Threat Classifier - SageMaker Project

Standalone Amazon SageMaker solution for classifying security alert text by severity. Designed for easy integration into any security analytics platform.

Features

Train DistilBERT on synthetic alert data (implementation in progress)
Deploy real-time endpoint with data capture, alarms, rollback (scaffolding ready)
API contract: { id, text } → { label, score, model, ts }
Cost guardrails, security best practices
Majority-class heuristic baseline with uplift reporting for interview storytelling
Ready for CI/CD, unit tests, and future SOC platform integration

Quickstart

Install Poetry and the AWS CLI v2.27.50 (see AWS CLI setup).
poetry install
cp .env.example .env and tailor the environment variables for your profile/region.
make lint – run Ruff checks via Nox.
make test – execute pytest with coverage gates.
make package – build source + wheel artifacts.

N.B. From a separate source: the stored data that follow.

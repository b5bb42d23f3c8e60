use std::collections::{HashMap, HashSet};
use crate::models::{PickSource, RankedExperience, SelectionLimits};

/// A ranked experience chosen for the final list
#[derive(Debug, Clone, PartialEq)]
pub struct Selection {
    pub ranked: RankedExperience,
    pub source: PickSource,
}

/// Sort by score descending; equal scores keep their input order
pub fn sort_by_score(ranked: &mut [RankedExperience]) {
    ranked.sort_by(|a, b| b.score.total_cmp(&a.score));
}

/// Pick a diversity-constrained top list from score-sorted candidates
///
/// # Pipeline Stages
/// 1. Greedy pass admitting at most `max_per_category` picks per primary
///    category, stopping at `target_count`
/// 2. Fallback fill with the best remaining candidates (category cap
///    ignored) until `min_count` is reached
///
/// `ranked` must already be sorted with [`sort_by_score`].
pub fn select_diverse(ranked: &[RankedExperience], limits: &SelectionLimits) -> Vec<Selection> {
    let mut selections: Vec<Selection> = Vec::with_capacity(limits.target_count);
    let mut picked: HashSet<usize> = HashSet::new();
    let mut category_counts: HashMap<&str, usize> = HashMap::new();

    for (index, candidate) in ranked.iter().enumerate() {
        if selections.len() >= limits.target_count {
            break;
        }

        let category = candidate.experience.primary_category();
        let count = category_counts.entry(category).or_insert(0);
        if *count >= limits.max_per_category {
            continue;
        }

        *count += 1;
        picked.insert(index);
        selections.push(Selection {
            ranked: candidate.clone(),
            source: PickSource::Diversity,
        });
    }

    if selections.len() < limits.min_count {
        let missing = limits.min_count - selections.len();
        let fill = ranked
            .iter()
            .enumerate()
            .filter(|(index, _)| !picked.contains(index))
            .take(missing)
            .map(|(_, candidate)| Selection {
                ranked: candidate.clone(),
                source: PickSource::Fallback,
            })
            .collect::<Vec<_>>();

        if !fill.is_empty() {
            tracing::debug!("Diversity pass left {} picks, filling {}", selections.len(), fill.len());
        }
        selections.extend(fill);
    }

    selections
}

#[cfg(test)]
mod tests {
    use super::*;
    use crate::models::Experience;

    fn ranked(id: &str, category: &str, score: f64) -> RankedExperience {
        RankedExperience {
            experience: Experience {
                experience_id: id.to_string(),
                title: id.to_string(),
                short_description: String::new(),
                tags: vec![category.to_string()],
                distance_km: None,
                available_time_window: None,
                image_url: None,
                is_partner: false,
                capacity_remaining: None,
                location: None,
                latitude: None,
                longitude: None,
            },
            score,
        }
    }

    fn ids(selections: &[Selection]) -> Vec<&str> {
        selections
            .iter()
            .map(|s| s.ranked.experience.experience_id.as_str())
            .collect()
    }

    #[test]
    fn test_sort_is_stable_for_ties() {
        let mut list = vec![
            ranked("a", "x", 0.5),
            ranked("b", "y", 0.9),
            ranked("c", "z", 0.5),
            ranked("d", "w", 0.5),
        ];
        sort_by_score(&mut list);

        let order: Vec<_> = list.iter().map(|r| r.experience.experience_id.as_str()).collect();
        assert_eq!(order, vec!["b", "a", "c", "d"]);
    }

    #[test]
    fn test_category_cap() {
        let list = vec![
            ranked("a", "coffee", 0.9),
            ranked("b", "coffee", 0.8),
            ranked("c", "coffee", 0.7),
            ranked("d", "museum", 0.6),
            ranked("e", "beach", 0.5),
            ranked("f", "hiking", 0.4),
        ];

        let selections = select_diverse(&list, &SelectionLimits::default());

        assert_eq!(ids(&selections), vec!["a", "b", "d", "e", "f"]);
        assert!(selections.iter().all(|s| s.source == PickSource::Diversity));
    }

    #[test]
    fn test_target_count_caps_output() {
        let list: Vec<_> = (0..30)
            .map(|i| ranked(&format!("e{}", i), &format!("cat{}", i), 1.0 - i as f64 / 100.0))
            .collect();

        let selections = select_diverse(&list, &SelectionLimits::default());

        assert_eq!(selections.len(), 10);
        assert_eq!(selections[0].ranked.experience.experience_id, "e0");
        assert_eq!(selections[9].ranked.experience.experience_id, "e9");
    }

    #[test]
    fn test_fallback_fills_to_minimum() {
        let list = vec![
            ranked("a", "coffee", 0.9),
            ranked("b", "coffee", 0.8),
            ranked("c", "coffee", 0.7),
            ranked("d", "coffee", 0.6),
            ranked("e", "coffee", 0.5),
            ranked("f", "coffee", 0.4),
        ];

        let selections = select_diverse(&list, &SelectionLimits::default());

        assert_eq!(ids(&selections), vec!["a", "b", "c", "d", "e"]);
        assert_eq!(selections[1].source, PickSource::Diversity);
        assert_eq!(selections[2].source, PickSource::Fallback);
        assert_eq!(selections[4].source, PickSource::Fallback);
    }

    #[test]
    fn test_fallback_skips_already_picked() {
        let list = vec![
            ranked("a", "coffee", 0.9),
            ranked("b", "museum", 0.8),
            ranked("c", "coffee", 0.7),
            ranked("d", "coffee", 0.6),
            ranked("e", "coffee", 0.5),
        ];

        let selections = select_diverse(&list, &SelectionLimits::default());

        // Diversity admits a, b, c; fallback adds d, e in score order
        assert_eq!(ids(&selections), vec!["a", "b", "c", "d", "e"]);
        assert_eq!(selections[3].source, PickSource::Fallback);
    }

    #[test]
    fn test_fewer_candidates_than_minimum() {
        let list = vec![ranked("a", "coffee", 0.9), ranked("b", "coffee", 0.8), ranked("c", "coffee", 0.1)];

        let selections = select_diverse(&list, &SelectionLimits::default());

        assert_eq!(selections.len(), 3);
        assert_eq!(selections[2].source, PickSource::Fallback);
    }

    #[test]
    fn test_empty_input() {
        assert!(select_diverse(&[], &SelectionLimits::default()).is_empty());
    }
}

CI runs automatically via GitHub Actions on pushes and pull requests. The pipeline installs Poetry-managed deps, enforces Ruff + Black via Nox, executes the pytest suite with coverage, and synthesizes the CDK app (dev environment) so we catch infrastructure regressions early. A separate Deploy workflow is manually triggered when you need to promote a build; it reuses the guarded deployment script, honors environment protection rules, and requires the THREAT_DEPLOY_CONFIRM acknowledgement before any cdk deploy executes. See docs/release-process.md for the full release, tagging, and approval model we walk through in interviews.

Training, deployment, and inference flows are being implemented in phases. Placeholder CLI hooks surface NotImplementedError until their respective tasks land.

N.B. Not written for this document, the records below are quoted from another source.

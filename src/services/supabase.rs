use crate::models::{Decision, Experience, UserPreferenceProfile, ViewedRecommendation};
use crate::services::store::{HistoryStore, PreferenceStore};
use reqwest::{Client, RequestBuilder, Response};
use serde_json::Value;
use std::time::Duration;
use thiserror::Error;

/// Errors that can occur when interacting with Supabase
#[derive(Debug, Error)]
pub enum SupabaseError {
    #[error("HTTP request failed: {0}")]
    RequestError(#[from] reqwest::Error),

    #[error("API returned error: {0}")]
    ApiError(String),

    #[error("Unauthorized: invalid service key")]
    Unauthorized,

    #[error("Invalid response format: {0}")]
    InvalidResponse(String),
}

/// Table names in the Supabase project
#[derive(Debug, Clone)]
pub struct SupabaseTables {
    pub user_preferences: String,
    pub viewed_recommendations: String,
    pub liked_recommendations: String,
}

impl Default for SupabaseTables {
    fn default() -> Self {
        Self {
            user_preferences: "user_preferences".to_string(),
            viewed_recommendations: "viewed_recommendations".to_string(),
            liked_recommendations: "liked_recommendations".to_string(),
        }
    }
}

/// Supabase PostgREST client
///
/// Handles all communication with the Supabase backend including:
/// - Fetching guest preferences
/// - Fetching viewed-recommendation history
/// - Recording liked/skipped decisions and itinerary likes
pub struct SupabaseClient {
    base_url: String,
    service_key: String,
    client: Client,
    tables: SupabaseTables,
}

/// Map auth failures to `Unauthorized` and other non-2xx statuses to `ApiError`
async fn check_status(response: Response, action: &str) -> Result<Response, SupabaseError> {
    let status = response.status();
    if status == reqwest::StatusCode::UNAUTHORIZED || status == reqwest::StatusCode::FORBIDDEN {
        tracing::error!("Supabase rejected service key on {}: {}", action, status);
        return Err(SupabaseError::Unauthorized);
    }
    if !status.is_success() {
        let body = response.text().await.unwrap_or_else(|_| "Unable to read body".to_string());
        tracing::error!("Failed to {}: {} - {}", action, status, body);
        return Err(SupabaseError::ApiError(format!("Failed to {}: {}", action, status)));
    }
    Ok(response)
}

impl SupabaseClient {
    /// Create a new Supabase client
    pub fn new(
        base_url: String,
        service_key: String,
        tables: SupabaseTables,
        timeout: Duration,
    ) -> Result<Self, SupabaseError> {
        let client = Client::builder().timeout(timeout).build()?;

        Ok(Self {
            base_url,
            service_key,
            client,
            tables,
        })
    }

    fn table_url(&self, table: &str) -> String {
        format!("{}/rest/v1/{}", self.base_url.trim_end_matches('/'), table)
    }

    fn authorized(&self, request: RequestBuilder) -> RequestBuilder {
        request
            .header("apikey", &self.service_key)
            .bearer_auth(&self.service_key)
    }

    /// POST a single row into `table` without asking for it back
    async fn insert(&self, table: &str, row: &Value) -> Result<(), SupabaseError> {
        let response = self
            .authorized(self.client.post(self.table_url(table)))
            .header("Prefer", "return=minimal")
            .json(row)
            .send()
            .await?;

        check_status(response, &format!("insert into {}", table)).await?;
        Ok(())
    }

    /// GET rows of `table` owned by `user_id`
    async fn select_for_user(
        &self,
        table: &str,
        columns: &str,
        user_id: &str,
    ) -> Result<Vec<Value>, SupabaseError> {
        let url = format!(
            "{}?select={}&user_id=eq.{}",
            self.table_url(table),
            columns,
            urlencoding::encode(user_id)
        );

        tracing::debug!("Querying {} for user {}", table, user_id);

        let response = self.authorized(self.client.get(&url)).send().await?;
        let response = check_status(response, &format!("query {}", table)).await?;

        let json: Value = response.json().await?;

        match json {
            Value::Array(rows) => Ok(rows),
            _ => Err(SupabaseError::InvalidResponse(format!(
                "Expected row array from {}",
                table
            ))),
        }
    }
}

#[async_trait::async_trait]
impl PreferenceStore for SupabaseClient {
    async fn get_preferences(
        &self,
        user_id: &str,
    ) -> Result<Option<UserPreferenceProfile>, SupabaseError> {
        let rows = self
            .select_for_user(
                &self.tables.user_preferences,
                "interests,activity_types,dining_preferences,travel_style",
                user_id,
            )
            .await?;

        let Some(row) = rows.into_iter().next() else {
            return Ok(None);
        };

        serde_json::from_value(row)
            .map(Some)
            .map_err(|e| SupabaseError::InvalidResponse(format!("Failed to parse preferences: {}", e)))
    }
}

#[async_trait::async_trait]
impl HistoryStore for SupabaseClient {
    async fn get_viewed_history(
        &self,
        user_id: &str,
    ) -> Result<Vec<ViewedRecommendation>, SupabaseError> {
        let rows = self
            .select_for_user(
                &self.tables.viewed_recommendations,
                "recommendation_id,decision",
                user_id,
            )
            .await?;

        rows.into_iter()
            .map(|row| {
                serde_json::from_value(row).map_err(|e| {
                    SupabaseError::InvalidResponse(format!("Failed to parse history row: {}", e))
                })
            })
            .collect()
    }

    async fn record_decision(
        &self,
        user_id: &str,
        experience: &Experience,
        decision: Decision,
    ) -> Result<String, SupabaseError> {
        if decision == Decision::Liked {
            let liked = serde_json::json!({
                "user_id": user_id,
                "recommendation_id": experience.experience_id,
                "title": experience.title,
                "category": experience.tags.first().map(String::as_str).unwrap_or("Experience"),
                "description": experience.short_description,
                "location": experience.location,
                "image_url": experience.image_url,
                "duration": experience.available_time_window,
            });
            self.insert(&self.tables.liked_recommendations, &liked).await?;
        }

        let id = uuid::Uuid::new_v4().to_string();
        let viewed = serde_json::json!({
            "id": id,
            "user_id": user_id,
            "recommendation_id": experience.experience_id,
            "decision": decision,
        });
        self.insert(&self.tables.viewed_recommendations, &viewed).await?;

        tracing::debug!(
            "Recorded decision: {} -> {} ({})",
            user_id,
            experience.experience_id,
            decision.as_str()
        );

        Ok(id)
    }
}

Baseline heuristic & uplift tracking

Every training run now captures a deterministic majority-class baseline so we can articulate clear business value during interviews. Metrics JSON includes both the baseline scores and the uplift delivered by the TF-IDF + LogisticRegression pipeline. That data feeds into SageMaker Model Monitor baselines or CloudWatch dashboards, reinforcing the governance story while keeping compute costs predictable.

Two storyboard notebooks (notebooks/01-eda.ipynb and notebooks/02-offline-eval.ipynb) provide structured TODOs for running these analyses inside VPC-bound SageMaker notebooks. They emphasize data access guardrails, reproducible feature engineering, and ranking metrics like MAP@k/NDCG@k that roll into CI checks or rollback triggers.

Environment configuration

All environment-specific settings (AWS accounts, VPC subnets, SageMaker instance types, FinOps tags) live under config/*.yml.

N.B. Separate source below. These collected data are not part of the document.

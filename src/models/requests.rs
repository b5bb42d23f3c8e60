use serde::{Deserialize, Serialize};
use validator::Validate;

/// Request to generate recommendations
#[derive(Debug, Clone, Serialize, Deserialize, Validate)]
pub struct GenerateRecommendationsRequest {
    #[validate(length(min = 1, message = "user_id is required"))]
    #[serde(default, alias = "userId")]
    pub user_id: String,
}

/// Request to record a liked/skipped decision
#[derive(Debug, Clone, Serialize, Deserialize, Validate)]
pub struct RecordDecisionRequest {
    #[validate(length(min = 1, message = "user_id is required"))]
    #[serde(default, alias = "userId")]
    pub user_id: String,
    #[validate(length(min = 1, message = "experience_id is required"))]
    #[serde(default, alias = "experienceId", alias = "recommendation_id")]
    pub experience_id: String,
    #[serde(default)]
    pub decision: String,
}
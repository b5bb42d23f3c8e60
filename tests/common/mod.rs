// Shared stubs for integration tests
#![allow(dead_code)]

use memora_recs::models::{Decision, Experience, UserPreferenceProfile, ViewedRecommendation};
use memora_recs::services::{
    Catalog, EmbeddingError, EmbeddingLimits, EmbeddingProvider, HistoryStore, PreferenceStore,
    RecommendationService, SupabaseError,
};
use memora_recs::Recommender;
use std::sync::atomic::{AtomicUsize, Ordering};
use std::sync::{Arc, Mutex};
use std::time::Duration;

/// Embeds text by keyword: the first rule whose keyword appears wins
pub struct KeywordEmbeddings {
    pub rules: Vec<(&'static str, Vec<f32>)>,
    pub fallback: Vec<f32>,
    pub fail_on: Option<&'static str>,
    pub delay: Option<Duration>,
    pub calls: AtomicUsize,
    pub in_flight: AtomicUsize,
    pub peak_in_flight: AtomicUsize,
}

/// Decrements the in-flight count even when the call is dropped mid-sleep
struct InFlightGuard<'a>(&'a AtomicUsize);

impl Drop for InFlightGuard<'_> {
    fn drop(&mut self) {
        self.0.fetch_sub(1, Ordering::SeqCst);
    }
}

impl KeywordEmbeddings {
    /// Query "outdoor, nature" maps to [1, 0]; hiking and observatory texts
    /// sit at cosine 0.8, coffee at ~0.1, everything else at ~0.3
    pub fn outdoor_scenario() -> Self {
        Self {
            rules: vec![
                ("outdoor, nature", vec![1.0, 0.0]),
                ("hiking", vec![0.8, 0.6]),
                ("observatory", vec![0.8, 0.6]),
                ("coffee", vec![0.1, 0.99499]),
            ],
            fallback: vec![0.3, 0.95394],
            fail_on: None,
            delay: None,
            calls: AtomicUsize::new(0),
            in_flight: AtomicUsize::new(0),
            peak_in_flight: AtomicUsize::new(0),
        }
    }

    pub fn call_count(&self) -> usize {
        self.calls.load(Ordering::SeqCst)
    }

    pub fn peak_concurrency(&self) -> usize {
        self.peak_in_flight.load(Ordering::SeqCst)
    }
}

#[async_trait::async_trait]
impl EmbeddingProvider for KeywordEmbeddings {
    async fn embed(&self, text: &str) -> Result<Vec<f32>, EmbeddingError> {
        self.calls.fetch_add(1, Ordering::SeqCst);
        let current = self.in_flight.fetch_add(1, Ordering::SeqCst) + 1;
        self.peak_in_flight.fetch_max(current, Ordering::SeqCst);
        let _guard = InFlightGuard(&self.in_flight);

        let text = text.to_lowercase();

        // Failing texts fail immediately; only the others are delayed
        if let Some(trigger) = self.fail_on {
            if text.contains(trigger) {
                return Err(EmbeddingError::ApiError("Failed to create embedding: 500".into()));
            }
        }

        if let Some(delay) = self.delay {
            tokio::time::sleep(delay).await;
        }

        Ok(self
            .rules
            .iter()
            .find(|(keyword, _)| text.contains(keyword))
            .map(|(_, vector)| vector.clone())
            .unwrap_or_else(|| self.fallback.clone()))
    }

    fn name(&self) -> &'static str {
        "keyword-stub"
    }
}

/// In-memory preference and history store
#[derive(Default)]
pub struct MemoryStore {
    pub preferences: Option<UserPreferenceProfile>,
    pub history: Vec<ViewedRecommendation>,
    pub fail_preferences: bool,
    pub fail_history: bool,
    pub recorded: Mutex<Vec<(String, String, Decision)>>,
}

impl MemoryStore {
    pub fn with_interests(interests: &[&str]) -> Self {
        Self {
            preferences: Some(UserPreferenceProfile {
                interests: interests.iter().map(|s| s.to_string()).collect(),
                ..Default::default()
            }),
            ..Default::default()
        }
    }

    pub fn skipping(mut self, ids: &[&str]) -> Self {
        self.history = ids
            .iter()
            .map(|id| ViewedRecommendation {
                recommendation_id: id.to_string(),
                decision: Decision::Skipped,
            })
            .collect();
        self
    }
}

#[async_trait::async_trait]
impl PreferenceStore for MemoryStore {
    async fn get_preferences(
        &self,
        _user_id: &str,
    ) -> Result<Option<UserPreferenceProfile>, SupabaseError> {
        if self.fail_preferences {
            return Err(SupabaseError::ApiError("Failed to query user_preferences: 503".into()));
        }
        Ok(self.preferences.clone())
    }
}

#[async_trait::async_trait]
impl HistoryStore for MemoryStore {
    async fn get_viewed_history(
        &self,
        _user_id: &str,
    ) -> Result<Vec<ViewedRecommendation>, SupabaseError> {
        if self.fail_history {
            return Err(SupabaseError::ApiError("Failed to query viewed_recommendations: 503".into()));
        }
        Ok(self.history.clone())
    }

    async fn record_decision(
        &self,
        user_id: &str,
        experience: &Experience,
        decision: Decision,
    ) -> Result<String, SupabaseError> {
        self.recorded
            .lock()
            .unwrap()
            .push((user_id.to_string(), experience.experience_id.clone(), decision));
        Ok("event-1".to_string())
    }
}

pub fn build_service(
    store: Arc<MemoryStore>,
    embeddings: Arc<KeywordEmbeddings>,
) -> RecommendationService {
    build_service_with(store, embeddings, Catalog::builtin(None).unwrap(), EmbeddingLimits::default())
}

pub fn build_service_with(
    store: Arc<MemoryStore>,
    embeddings: Arc<KeywordEmbeddings>,
    catalog: Catalog,
    limits: EmbeddingLimits,
) -> RecommendationService {
    RecommendationService::new(
        Arc::new(catalog),
        store.clone(),
        store,
        embeddings,
        Recommender::with_defaults(),
        limits,
    )
}
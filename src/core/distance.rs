/// Earth's radius in kilometers
const EARTH_RADIUS_KM: f64 = 6371.0;

/// Calculate the Haversine distance between two points in kilometers
///
/// Used to derive an experience's distance from the hotel when the catalog
/// only carries coordinates.
///
/// # Arguments
/// * `lat1` - Latitude of first point in degrees
/// * `lon1` - Longitude of first point in degrees
/// * `lat2` - Latitude of second point in degrees
/// * `lon2` - Longitude of second point in degrees
#[inline]
pub fn haversine_distance(lat1: f64, lon1: f64, lat2: f64, lon2: f64) -> f64 {
    let lat1_rad = lat1.to_radians();
    let lat2_rad = lat2.to_radians();
    let delta_lat = (lat2 - lat1).to_radians();
    let delta_lon = (lon2 - lon1).to_radians();

    let a = (delta_lat / 2.0).sin().powi(2)
        + lat1_rad.cos() * lat2_rad.cos() * (delta_lon / 2.0).sin().powi(2);
    let c = 2.0 * a.sqrt().atan2((1.0 - a).sqrt());

    EARTH_RADIUS_KM * c
}

/// A reference point (usually the hotel) that catalog distances are measured from
#[derive(Debug, Clone, Copy, PartialEq)]
pub struct ReferencePoint {
    pub latitude: f64,
    pub longitude: f64,
}

impl ReferencePoint {
    pub fn distance_to(&self, latitude: f64, longitude: f64) -> f64 {
        haversine_distance(self.latitude, self.longitude, latitude, longitude)
    }
}
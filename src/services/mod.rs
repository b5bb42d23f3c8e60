// Service exports
pub mod catalog;
pub mod embeddings;
pub mod recommendations;
pub mod store;
pub mod supabase;

pub use catalog::{Catalog, CatalogError};
pub use embeddings::{EmbeddingError, EmbeddingProvider, OpenAiEmbeddings};
pub use recommendations::{EmbeddingLimits, RecommendationError, RecommendationService};
pub use store::{HistoryStore, PreferenceStore};
pub use supabase::{SupabaseClient, SupabaseError, SupabaseTables};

Set THREAT_ENV to dev, prod, or another environment name to switch defaults.
Optionally override the entire configuration with THREAT_CONFIG_PATH=/abs/path/to/config.yml for ad-hoc testing.
Use extends: relative/or/absolute/path.yml inside a config file to layer overrides on top of shared baselines without duplicating metadata.
The loader validates that every deployment remains VPC-only, encrypted with customer-managed KMS keys, and tagged for cost allocation.

The CLI automatically consumes these files so training and future deployment flows always source a single, audited configuration.

See docs/ and SageMaker-Project-Plan.md for the broader architecture roadmap.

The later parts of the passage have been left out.